Stored items:
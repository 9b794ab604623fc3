//! WebSocket message types for the kefu realtime channel

use serde::{Deserialize, Serialize};
use serde_json::Value;

use crate::types::{PresenceStatus, PresenceUser};

/// `type` tag of the keep-alive frame sent by the client.
pub const HEARTBEAT_FRAME_TYPE: &str = "heartbeat";

/// Messages from server (chat backend) to client (console)
#[derive(Debug, Clone, PartialEq, Serialize, Deserialize)]
#[serde(tag = "type")]
pub enum ServerMessage {
    /// Full snapshot of users currently known to the server
    OnlineUsers { users: Vec<PresenceUser> },
    /// A user came online
    UserJoined {
        user_id: String,
        #[serde(default, skip_serializing_if = "Option::is_none")]
        user_type: Option<String>,
        #[serde(default, alias = "username", skip_serializing_if = "Option::is_none")]
        name: Option<String>,
        #[serde(default)]
        status: PresenceStatus,
    },
    /// A user went away entirely
    UserLeft { user_id: String },
    /// A known user changed status
    UserStatusChange {
        user_id: String,
        status: PresenceStatus,
    },
    /// Chat message between a customer and an agent
    Chat(ChatMessage),
    /// Typing indicator
    Typing {
        user_id: String,
        #[serde(default = "default_true")]
        is_typing: bool,
    },
    /// Server heartbeat acknowledgement
    Heartbeat {
        #[serde(default, skip_serializing_if = "Option::is_none")]
        timestamp: Option<String>,
    },
    /// System notice for display
    System {
        message: String,
        #[serde(default, skip_serializing_if = "Option::is_none")]
        level: Option<String>,
    },
    /// Agent realtime availability toggled
    #[serde(rename = "realtime_status_change")]
    RealtimeStatusChange {
        #[serde(default, skip_serializing_if = "Option::is_none")]
        user_id: Option<String>,
        status: String,
    },
    /// Greeting sent right after the handshake
    Welcome {
        #[serde(default, skip_serializing_if = "Option::is_none")]
        client_id: Option<String>,
        #[serde(default, skip_serializing_if = "Option::is_none")]
        message: Option<String>,
    },
    /// Service status report
    Status {
        status: String,
        #[serde(default, skip_serializing_if = "Option::is_none")]
        message: Option<String>,
    },
    /// Server-side error report
    Error {
        message: String,
        #[serde(default, skip_serializing_if = "Option::is_none")]
        code: Option<String>,
    },
}

fn default_true() -> bool {
    true
}

/// Chat payload
#[derive(Debug, Clone, PartialEq, Eq, Serialize, Deserialize)]
pub struct ChatMessage {
    /// Server-assigned id; used to drop redelivered messages
    #[serde(default, alias = "id", skip_serializing_if = "Option::is_none")]
    pub message_id: Option<String>,
    #[serde(alias = "from")]
    pub sender_id: String,
    #[serde(default, alias = "to", skip_serializing_if = "Option::is_none")]
    pub receiver_id: Option<String>,
    pub content: String,
    #[serde(default, skip_serializing_if = "Option::is_none")]
    pub sent_at: Option<String>,
}

impl ServerMessage {
    /// Every `type` tag decoded into a typed variant.
    pub const KNOWN_TYPES: &'static [&'static str] = &[
        "OnlineUsers",
        "UserJoined",
        "UserLeft",
        "UserStatusChange",
        "Chat",
        "Typing",
        "Heartbeat",
        "System",
        "realtime_status_change",
        "Welcome",
        "Status",
        "Error",
    ];

    pub fn is_known_type(kind: &str) -> bool {
        Self::KNOWN_TYPES.contains(&kind)
    }

    /// Wire `type` tag of this message.
    pub fn kind(&self) -> &'static str {
        match self {
            ServerMessage::OnlineUsers { .. } => "OnlineUsers",
            ServerMessage::UserJoined { .. } => "UserJoined",
            ServerMessage::UserLeft { .. } => "UserLeft",
            ServerMessage::UserStatusChange { .. } => "UserStatusChange",
            ServerMessage::Chat(_) => "Chat",
            ServerMessage::Typing { .. } => "Typing",
            ServerMessage::Heartbeat { .. } => "Heartbeat",
            ServerMessage::System { .. } => "System",
            ServerMessage::RealtimeStatusChange { .. } => "realtime_status_change",
            ServerMessage::Welcome { .. } => "Welcome",
            ServerMessage::Status { .. } => "Status",
            ServerMessage::Error { .. } => "Error",
        }
    }

    /// Key for state-like messages that describe one piece of state.
    ///
    /// Two messages with the same key may be folded into one with
    /// [`ServerMessage::supersede`]. Discrete events return `None`.
    pub fn state_key(&self) -> Option<String> {
        match self {
            ServerMessage::OnlineUsers { .. } => Some("online_users".to_string()),
            ServerMessage::UserJoined { user_id, .. }
            | ServerMessage::UserLeft { user_id }
            | ServerMessage::UserStatusChange { user_id, .. } => {
                Some(format!("presence:{user_id}"))
            }
            ServerMessage::Typing { user_id, .. } => Some(format!("typing:{user_id}")),
            ServerMessage::RealtimeStatusChange { user_id, .. } => Some(format!(
                "realtime_status:{}",
                user_id.as_deref().unwrap_or_default()
            )),
            ServerMessage::Status { .. } => Some("status".to_string()),
            _ => None,
        }
    }

    /// Fold `earlier` into this later message with the same state key.
    ///
    /// Returns the single message whose effect equals applying both in order,
    /// or `None` when no such message exists and both must be kept. Presence
    /// joins merge field by field: a later join or status change never loses
    /// the name or user type an earlier join carried.
    pub fn supersede(&self, earlier: &ServerMessage) -> Option<ServerMessage> {
        use ServerMessage::{UserJoined, UserLeft, UserStatusChange};

        match (earlier, self) {
            (_, UserLeft { .. }) => Some(self.clone()),
            (UserLeft { .. }, _) => None,
            (
                UserJoined {
                    user_id,
                    user_type,
                    name,
                    ..
                },
                UserStatusChange { status, .. },
            ) => Some(UserJoined {
                user_id: user_id.clone(),
                user_type: user_type.clone(),
                name: name.clone(),
                status: *status,
            }),
            (
                UserJoined {
                    user_type: earlier_type,
                    name: earlier_name,
                    ..
                },
                UserJoined {
                    user_id,
                    user_type,
                    name,
                    status,
                },
            ) => Some(UserJoined {
                user_id: user_id.clone(),
                user_type: user_type.clone().or_else(|| earlier_type.clone()),
                name: name.clone().or_else(|| earlier_name.clone()),
                status: *status,
            }),
            (UserStatusChange { .. }, UserJoined { .. } | UserStatusChange { .. }) => {
                Some(self.clone())
            }
            _ if earlier.kind() == self.kind() => Some(self.clone()),
            _ => None,
        }
    }

    /// Delivery id of a discrete event, if the server supplied one.
    pub fn event_id(&self) -> Option<&str> {
        match self {
            ServerMessage::Chat(chat) => chat.message_id.as_deref(),
            _ => None,
        }
    }
}

/// Frame sent from client to server.
///
/// Wire shape: `{ "type": ..., "payload": {...}, "timestamp": RFC 3339, "request_id"?: ... }`
#[derive(Debug, Clone, PartialEq, Serialize, Deserialize)]
pub struct ClientFrame {
    #[serde(rename = "type")]
    pub kind: String,
    #[serde(default)]
    pub payload: Value,
    pub timestamp: String,
    /// Correlation id when the frame expects a response
    #[serde(default, skip_serializing_if = "Option::is_none")]
    pub request_id: Option<String>,
}

impl ClientFrame {
    pub fn new(kind: impl Into<String>, payload: Value, timestamp: impl Into<String>) -> Self {
        Self {
            kind: kind.into(),
            payload,
            timestamp: timestamp.into(),
            request_id: None,
        }
    }

    pub fn heartbeat(timestamp: impl Into<String>) -> Self {
        Self::new(
            HEARTBEAT_FRAME_TYPE,
            Value::Object(Default::default()),
            timestamp,
        )
    }

    pub fn with_request_id(mut self, request_id: impl Into<String>) -> Self {
        self.request_id = Some(request_id.into());
        self
    }

    pub fn is_heartbeat(&self) -> bool {
        self.kind == HEARTBEAT_FRAME_TYPE
    }
}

WHAT IS EXPECTED: Retype exactly, and only, the lines from the line holding "self.request_id = Some(request_id.into());" through the last line of the data; both of those lines count.

RESULT BELOW:
        self.request_id = Some(request_id.into());
        self
    }

    pub fn is_heartbeat(&self) -> bool {
        self.kind == HEARTBEAT_FRAME_TYPE
    }
}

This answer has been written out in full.